Several Chief Ministers have been openly critical of this policy, saying it has created more chaos, put a strain on the already strained finances of states. Experts have warned this will create more inequity in pricing and distribution of vaccines and amounts to an abdication from the Centre.
What is worse, the insistence on online registration for vaccination means many Indians who don’t have smartphones or aren’t well versed digitally, don’t have access to vaccines.
Authorities caught napping
Experts say procurement of vaccines should be centralised and its distribution decentralised. So what happened here? Were enough vaccines simply not ordered by the Centre when other countries started their drives late last year? Was the Indian government sleeping? Our population did not dramatically go up overnight, why wasn’t any of this planned and anticipated?
Now, faced with an acute crisis, the bold political claims of ‘self reliance’ or ‘athmanirbharta’ have been tossed aside and the government of India is in talks with Pfizer, Moderna, Johnson and Johnson and others to secure more vaccines. When they approached us earlier, we told them — no thanks.
The US support for a waiver on intellectual property rights on vaccines is an important step but this may take several months if not longer to materialise, with a consensus still eluding world bodies.
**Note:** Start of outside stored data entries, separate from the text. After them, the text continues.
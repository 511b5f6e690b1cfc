//! Difficulty profiles
//!
//! A profile is a plain configuration value consumed by the search and the
//! evaluator; it carries no behavior and is never mutated after
//! construction. Weaker profiles search shallower, see a scaled-down
//! positional evaluation, add noise at the leaves and occasionally play a
//! deliberately "glance-level" move at the root.

use serde::{Deserialize, Serialize};

/// Tunable strength settings for the automated opponent.
#[derive(Clone, Copy, Debug, PartialEq, Serialize, Deserialize)]
pub struct DifficultyProfile {
    /// Iterative deepening depth limit
    pub max_depth: u8,
    /// Time budget; checked only between completed depths
    pub time_limit_ms: u64,
    /// Half-width of the uniform noise added at leaf evaluation
    pub noise_amplitude: i32,
    /// Probability of replacing the searched move by a static-evaluation pick
    pub blunder_probability: f64,
    /// Static-evaluation deficit tolerated when blundering
    pub blunder_margin: i32,
    /// Positional evaluation weight in [0, 1]; material is always full
    pub feature_scale: f64,
}

impl DifficultyProfile {
    /// Shallow, noisy and blunder-prone
    pub const EASY: DifficultyProfile = DifficultyProfile {
        max_depth: 2,
        time_limit_ms: 200,
        noise_amplitude: 60,
        blunder_probability: 0.25,
        blunder_margin: 120,
        feature_scale: 0.3,
    };

    /// Club-player strength
    pub const MEDIUM: DifficultyProfile = DifficultyProfile {
        max_depth: 5,
        time_limit_ms: 800,
        noise_amplitude: 20,
        blunder_probability: 0.08,
        blunder_margin: 60,
        feature_scale: 0.7,
    };

    /// Full-strength local search
    pub const HARD: DifficultyProfile = DifficultyProfile {
        max_depth: 9,
        time_limit_ms: 2500,
        noise_amplitude: 0,
        blunder_probability: 0.0,
        blunder_margin: 0,
        feature_scale: 1.0,
    };
}

impl Default for DifficultyProfile {
    fn default() -> Self {
        DifficultyProfile::MEDIUM
    }
}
A report in the Times of India on May 15 says the government hopes to vaccinate all adult Indians by December. It quotes an unnamed government source, so that means deniability is very much there if this target doesn’t happen. If this is true, why doesn’t the government just come on the record? Because the truth is they don’t know how this will play out.
And sadly, for a country that has had an incredible record on mass vaccination drives, this mess with the Covid vaccines is inexplicable. One can only hope the tide will turn in the months ahead.